The payment terms and length of association between the
U.S. company and the foreign distributor are established by
contract. Some U.S. companies prefer to begin with a
relatively short trial period and then extend the contract
if the relationship proves satisfactory to both parties.

Foreign retailers

A company may also sell directly to a foreign retailer,
although in such transactions, products are generally
limited to consumer lines. The growth of major retail
chains in markets such as Canada and Japan has created new
opportunities for this type of direct sale. The method
relies mainly on traveling sales representatives who
directly contact foreign retailers, although results may be
accomplished by mailing catalogs, brochures, or other
literature. The direct mail approach has the benefits of
eliminating commissions, reducing traveling expenses, and
reaching a broader audience. For best results, however, a
firm that uses direct mail to reach foreign retailers
should support it with other marketing activities.
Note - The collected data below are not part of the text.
use chatpose_foundation::{MessageInfo, ReactionKind};
use smallvec::SmallVec;

/// Something the user can pick from the overlay panel.
#[derive(Clone, Copy, Debug, PartialEq, Eq, Hash)]
pub enum OverlayAction {
    React(ReactionKind),
    Reply,
    Copy,
    Forward,
    Pin,
    Star,
}

pub type PanelActions = SmallVec<[OverlayAction; 5]>;

impl OverlayAction {
    /// Action rows offered for `message`, in panel order. Reactions are not
    /// listed; they live in their own row.
    pub fn panel_actions(message: &MessageInfo) -> PanelActions {
        let mut actions = PanelActions::new();
        if message.reply_allowed {
            actions.push(OverlayAction::Reply);
        }
        actions.extend([
            OverlayAction::Copy,
            OverlayAction::Forward,
            OverlayAction::Pin,
            OverlayAction::Star,
        ]);
        actions
    }

    pub fn is_available_for(&self, message: &MessageInfo) -> bool {
        match self {
            OverlayAction::Reply => message.reply_allowed,
            _ => true,
        }
    }
}

/// Why an overlay is being dismissed.
#[derive(Clone, Copy, Debug, PartialEq, Eq, Hash)]
pub enum DismissReason {
    OutsideTap,
    BackNavigation,
    ActionSelected,
    /// Another message was activated while this overlay was up.
    Replaced,
    /// The host asked for it (`request_visible(false)`).
    Requested,
}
American manufacturers with ties to major domestic
retailers may also be able to use them to sell abroad. Many
large American retailers maintain overseas buying offices
and use these offices to sell abroad when practicable.

Direct sales to end users

A U.S. business may sell its products or services directly
to end users in foreign countries. These buyers can be
foreign governments; institutions such as hospitals, banks,
and schools; or businesses.

The U.S. company should be aware that if a product is sold
in such a direct fashion, the exporter is responsible for
shipping, payment collection, and product servicing unless
other arrangements are made.  Unless the cost of providing
these services is built into the export price, a company
could end up making far less than originally intended.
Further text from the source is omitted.